Chronicles of discardment

A recent visitor to the High Doganate — a woman, controversially enough — took out her omnicompetent hand-held device and began photographing the contents of my kitchen — cupboards, drawers, shelves, et cetera.

A man, I suggested, might have photographed my books. She smiled and agreed. Just as well, for one might be arrested for comments like that, today.

I was trying to make tea, and find something resembling “biscuits,” as the Queen calls them. But I had to keep standing out of the way, as this lady — who had begun by admiring my collection of hand-thrown pots, plates, bowls, cups, pitchers — in everyday use — went through the rest of the inventory. She claimed never to have seen anything like it.

“Really? I thought everyone did this.”

For she was struck by the Shaker-like fanaticism with which I had scoured all evidence of contemporary supermarket culture from my stores; as well as by the Christian-survivalist extent of them.

“You have too much time on your hands, David,” is what a man might have said, had he noticed. But women tend to criticize from other angles.

This one offered no criticism at all. She only wanted to take pictures. When I asked if she was finding everything in order, she said yes, it was like still-life compositions. That was why she was taking pictures, and might put them on her Facebook page.

Privacy is another concept conceived by men and women in different ways. But that, too, is an old observation, which long preceded my birth, and may thus be actionable today, in the zombie courts of political correction. Though not, I should think, for much longer.

“Do you wash the labels off everything?”

“No, sometimes I find a label so beautiful that I leave it on.”

“And the tins. How do you tell what’s in the tins?”

Easy. I own a pen called a Sharpie. It’s not as good as the Fisher Bullet Pen the astronauts use, which can write in zero gravity, underwater, through grease, on almost any surface, from any angle. But it costs considerably less, and can write on tins and bottle caps — quite elegantly, once one gets the hang of it.

I gave a demonstration. It was filmed.

She neglected to ask how I remove the gunk: labels that refuse to float off in the sink; splotches of glue still adhering; other irritations. The answer would have been, with a razor scraper, wire wool, and in extreme cases, lighter fluid or other efficient household solvents. For I will not be defeated.

Instead I was asked, “When did you start doing this, and why?”
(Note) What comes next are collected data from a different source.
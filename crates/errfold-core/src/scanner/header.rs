//! Guard header predicate
//!
//! Builds the `if <errVar> != nil {` matcher from the configured
//! error-variable fragments. The matcher is compiled once per fragment set
//! and reused across scans.

use regex::Regex;

use crate::error::Result;

/// A line recognised as a guard header
#[derive(Debug, Clone, PartialEq, Eq)]
pub struct HeaderMatch<'a> {
    /// Literal leading whitespace of the header line
    pub indentation: &'a str,
    /// The error variable named in the condition (`err`, `someErr`, ...)
    pub variable: &'a str,
}

impl HeaderMatch<'_> {
    /// Normalized condition text, e.g. `err != nil`
    pub fn condition(&self) -> String {
        format!("{} != nil", self.variable)
    }
}

/// Compiled guard header predicate
#[derive(Debug, Clone)]
pub struct HeaderMatcher {
    pattern: Option<Regex>,
    fragments: Vec<String>,
}

impl HeaderMatcher {
    /// Compile a matcher for the given error-variable fragments.
    ///
    /// Fragments are matched case-insensitively as substrings of the
    /// condition variable, so `err` accepts `err`, `someErr` and
    /// `errWrapped`. Blank fragments are dropped; an empty set produces a
    /// matcher that never matches.
    pub fn new<I, S>(fragments: I) -> Result<Self>
    where
        I: IntoIterator<Item = S>,
        S: AsRef<str>,
    {
        let fragments = normalize_fragments(fragments);
        if fragments.is_empty() {
            return Ok(Self::never());
        }

        let alternation = fragments
            .iter()
            .map(|f| regex::escape(f))
            .collect::<Vec<_>>()
            .join("|");

        let pattern = Regex::new(&format!(
            r"^(?P<indent>[ \t]*)if\s+(?P<var>\w*(?i:{alternation})\w*)\s*!=\s*nil\s*\{{\s*(?://.*)?$"
        ))?;

        Ok(Self {
            pattern: Some(pattern),
            fragments,
        })
    }

    /// A matcher that accepts no line at all
    pub fn never() -> Self {
        Self {
            pattern: None,
            fragments: Vec::new(),
        }
    }

    /// The normalized fragments this matcher was built from
    pub fn fragments(&self) -> &[String] {
        &self.fragments
    }

    /// Whether rebuilding from `fragments` would produce the same matcher
    pub fn is_built_from<I, S>(&self, fragments: I) -> bool
    where
        I: IntoIterator<Item = S>,
        S: AsRef<str>,
    {
        normalize_fragments(fragments) == self.fragments
    }

    /// Test a single line against the header shape
    pub fn match_line<'a>(&self, line: &'a str) -> Option<HeaderMatch<'a>> {
        let caps = self.pattern.as_ref()?.captures(line)?;
        Some(HeaderMatch {
            indentation: caps.name("indent")?.as_str(),
            variable: caps.name("var")?.as_str(),
        })
    }

    /// Shorthand for `match_line(..).is_some()`
    pub fn is_header(&self, line: &str) -> bool {
        self.match_line(line).is_some()
    }
}

/// Trim, drop blanks, sort and dedup so equal sets compare equal
fn normalize_fragments<I, S>(fragments: I) -> Vec<String>
where
    I: IntoIterator<Item = S>,
    S: AsRef<str>,
{
    let mut cleaned: Vec<String> = fragments
        .into_iter()
        .map(|f| f.as_ref().trim().to_string())
        .filter(|f| !f.is_empty())
        .collect();
    cleaned.sort();
    cleaned.dedup();
    cleaned
}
Those were two questions, so I broke them down. I acquired the habit from my father in childhood. He liked to put his own labels on things. This unclutters a workshop, and makes everything easier to find. He did not impose this practice in my mother’s kitchen, however. Though he did have to restrain himself.

I do it partly for that reason, but mostly from hatred of loud advertising, and modern food labels are ugly and shout. Moreover, as argued Henry John Heinz (1844–1919, lord of ketchup and baked beans, though he began with horseradish), properly canned food looks good under glass. The customer sees the goods, not a field of wordy blather. They should not pain his eyes.

Verily, I remember this, too, from childhood: the beauty of my grandmother’s shelves in winter, groaning under the harvest, packed into preserves, all discreetly hand-labelled. The wonderful “ambiance” of the old summer and winter kitchens we had in Cape Breton, and in Upper Canada, prior to the triumph of Mass Man, and the occupation of our country by liberal-progressive robots. Indeed, one could find serene and homely kitchens, all over the world, before “labour saving” added so much to our labour.

Any fragment of those arrangements must be sustained. Anything, however humble, that can serve to restore a memory of the human, and of the sanctity in everyday life, should be done by intentionally acquired habit. The noise of commercialism should be muffled, when possible, the flash of salesmanship brushed away. Because it is vile.

It is the same reason I discard dustwrappers from books, but that is an Idlepost for another day.